## Input data
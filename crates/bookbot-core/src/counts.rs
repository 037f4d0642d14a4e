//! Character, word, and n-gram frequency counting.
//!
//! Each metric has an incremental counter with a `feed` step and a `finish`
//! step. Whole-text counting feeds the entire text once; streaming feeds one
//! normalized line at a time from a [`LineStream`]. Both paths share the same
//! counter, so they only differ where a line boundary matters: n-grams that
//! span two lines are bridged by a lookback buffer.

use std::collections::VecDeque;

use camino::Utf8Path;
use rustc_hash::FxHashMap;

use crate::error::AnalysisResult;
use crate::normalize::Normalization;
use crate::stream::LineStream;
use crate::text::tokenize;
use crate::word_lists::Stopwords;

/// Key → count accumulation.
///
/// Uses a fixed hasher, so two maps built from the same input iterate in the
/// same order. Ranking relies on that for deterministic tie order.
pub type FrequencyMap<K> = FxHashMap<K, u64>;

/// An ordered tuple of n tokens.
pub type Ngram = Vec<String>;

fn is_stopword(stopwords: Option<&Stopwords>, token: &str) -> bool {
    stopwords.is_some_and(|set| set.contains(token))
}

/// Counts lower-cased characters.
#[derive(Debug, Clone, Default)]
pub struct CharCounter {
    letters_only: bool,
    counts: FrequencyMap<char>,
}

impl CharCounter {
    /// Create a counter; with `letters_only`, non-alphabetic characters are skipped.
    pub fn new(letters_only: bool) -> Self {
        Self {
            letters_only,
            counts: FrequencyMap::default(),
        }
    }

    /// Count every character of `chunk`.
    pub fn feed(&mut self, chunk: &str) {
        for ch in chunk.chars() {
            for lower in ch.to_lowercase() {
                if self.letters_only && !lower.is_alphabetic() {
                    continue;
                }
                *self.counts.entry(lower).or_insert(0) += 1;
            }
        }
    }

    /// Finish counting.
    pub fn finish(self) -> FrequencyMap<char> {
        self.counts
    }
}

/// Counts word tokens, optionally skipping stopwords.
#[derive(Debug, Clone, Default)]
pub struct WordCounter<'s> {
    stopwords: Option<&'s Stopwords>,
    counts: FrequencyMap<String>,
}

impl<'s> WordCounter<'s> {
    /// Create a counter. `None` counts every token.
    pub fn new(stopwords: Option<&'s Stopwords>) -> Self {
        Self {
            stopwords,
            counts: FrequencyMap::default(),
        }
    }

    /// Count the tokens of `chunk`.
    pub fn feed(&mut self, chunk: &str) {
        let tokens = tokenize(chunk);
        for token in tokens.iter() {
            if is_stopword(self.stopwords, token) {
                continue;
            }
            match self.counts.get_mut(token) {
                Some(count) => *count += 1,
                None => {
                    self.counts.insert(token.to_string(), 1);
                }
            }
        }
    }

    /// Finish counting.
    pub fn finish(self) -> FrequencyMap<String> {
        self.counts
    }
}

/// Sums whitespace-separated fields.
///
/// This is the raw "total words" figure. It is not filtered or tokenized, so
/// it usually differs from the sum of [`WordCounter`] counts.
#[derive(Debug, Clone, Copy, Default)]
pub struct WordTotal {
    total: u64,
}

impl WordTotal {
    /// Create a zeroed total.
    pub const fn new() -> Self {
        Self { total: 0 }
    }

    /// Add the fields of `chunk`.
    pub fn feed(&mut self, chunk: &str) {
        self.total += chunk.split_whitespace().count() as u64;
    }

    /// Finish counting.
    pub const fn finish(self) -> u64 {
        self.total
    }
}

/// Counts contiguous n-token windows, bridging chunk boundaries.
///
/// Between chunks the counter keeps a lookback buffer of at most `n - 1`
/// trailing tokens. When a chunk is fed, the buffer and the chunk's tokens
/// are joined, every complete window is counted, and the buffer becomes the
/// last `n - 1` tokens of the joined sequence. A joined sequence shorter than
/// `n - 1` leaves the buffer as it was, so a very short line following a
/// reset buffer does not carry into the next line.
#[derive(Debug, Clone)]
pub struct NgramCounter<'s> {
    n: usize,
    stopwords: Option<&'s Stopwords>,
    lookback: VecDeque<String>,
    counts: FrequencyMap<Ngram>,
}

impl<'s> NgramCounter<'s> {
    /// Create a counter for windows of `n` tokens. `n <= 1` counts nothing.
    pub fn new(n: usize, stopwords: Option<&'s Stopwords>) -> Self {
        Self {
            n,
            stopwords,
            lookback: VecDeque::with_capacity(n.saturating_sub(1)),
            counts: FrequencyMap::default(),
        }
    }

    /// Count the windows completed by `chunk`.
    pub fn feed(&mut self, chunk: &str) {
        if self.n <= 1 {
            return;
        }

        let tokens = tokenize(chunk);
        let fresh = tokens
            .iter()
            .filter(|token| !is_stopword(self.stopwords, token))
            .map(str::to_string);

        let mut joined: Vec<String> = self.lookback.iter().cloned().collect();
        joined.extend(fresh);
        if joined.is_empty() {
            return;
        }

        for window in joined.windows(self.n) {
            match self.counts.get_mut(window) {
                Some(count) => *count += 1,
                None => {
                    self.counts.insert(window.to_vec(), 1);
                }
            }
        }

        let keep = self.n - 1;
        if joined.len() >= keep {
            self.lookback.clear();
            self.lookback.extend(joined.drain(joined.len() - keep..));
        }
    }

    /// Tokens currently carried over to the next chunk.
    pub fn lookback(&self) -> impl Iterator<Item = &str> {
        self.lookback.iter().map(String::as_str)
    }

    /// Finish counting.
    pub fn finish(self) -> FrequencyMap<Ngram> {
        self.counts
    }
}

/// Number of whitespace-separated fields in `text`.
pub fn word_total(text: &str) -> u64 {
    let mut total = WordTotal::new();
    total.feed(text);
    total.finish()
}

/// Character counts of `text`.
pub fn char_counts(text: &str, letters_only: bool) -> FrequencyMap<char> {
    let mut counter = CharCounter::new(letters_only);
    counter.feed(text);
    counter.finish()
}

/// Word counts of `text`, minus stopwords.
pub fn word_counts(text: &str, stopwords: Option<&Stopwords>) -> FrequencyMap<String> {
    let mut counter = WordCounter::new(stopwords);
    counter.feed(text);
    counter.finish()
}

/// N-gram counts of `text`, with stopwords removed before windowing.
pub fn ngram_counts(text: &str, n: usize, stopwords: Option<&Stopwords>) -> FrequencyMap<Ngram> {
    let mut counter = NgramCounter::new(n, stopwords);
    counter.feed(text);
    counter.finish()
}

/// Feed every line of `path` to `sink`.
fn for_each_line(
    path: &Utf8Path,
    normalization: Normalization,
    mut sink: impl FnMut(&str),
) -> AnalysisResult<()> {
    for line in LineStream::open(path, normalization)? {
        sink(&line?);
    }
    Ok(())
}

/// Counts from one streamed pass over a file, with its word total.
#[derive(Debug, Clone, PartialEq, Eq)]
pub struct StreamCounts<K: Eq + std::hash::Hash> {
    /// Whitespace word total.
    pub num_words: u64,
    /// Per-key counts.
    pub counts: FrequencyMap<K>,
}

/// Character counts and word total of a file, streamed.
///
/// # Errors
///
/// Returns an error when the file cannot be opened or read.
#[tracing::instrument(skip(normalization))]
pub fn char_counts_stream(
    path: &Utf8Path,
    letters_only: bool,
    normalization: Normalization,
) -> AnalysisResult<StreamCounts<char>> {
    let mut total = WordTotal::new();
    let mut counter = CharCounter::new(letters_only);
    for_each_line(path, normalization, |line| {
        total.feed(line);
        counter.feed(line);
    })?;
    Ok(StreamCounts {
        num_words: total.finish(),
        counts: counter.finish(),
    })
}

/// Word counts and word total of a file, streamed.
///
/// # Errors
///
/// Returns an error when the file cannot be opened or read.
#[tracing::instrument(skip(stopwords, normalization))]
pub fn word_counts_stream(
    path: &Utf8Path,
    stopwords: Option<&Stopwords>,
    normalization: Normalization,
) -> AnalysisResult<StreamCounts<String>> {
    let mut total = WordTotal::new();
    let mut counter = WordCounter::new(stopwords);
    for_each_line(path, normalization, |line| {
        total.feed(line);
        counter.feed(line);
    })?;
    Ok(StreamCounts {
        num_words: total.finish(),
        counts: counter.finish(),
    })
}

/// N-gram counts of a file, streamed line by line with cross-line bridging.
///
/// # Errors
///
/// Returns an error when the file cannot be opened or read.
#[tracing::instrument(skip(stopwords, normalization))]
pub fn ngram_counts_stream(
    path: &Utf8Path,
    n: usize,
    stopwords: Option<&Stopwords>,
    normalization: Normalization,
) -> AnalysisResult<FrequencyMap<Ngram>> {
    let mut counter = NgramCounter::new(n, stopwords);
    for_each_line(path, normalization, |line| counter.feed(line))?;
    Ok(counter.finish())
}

## Problem details
A single number is the expected answer: how many lines of the records above contain the word "that".

## Exercise response
2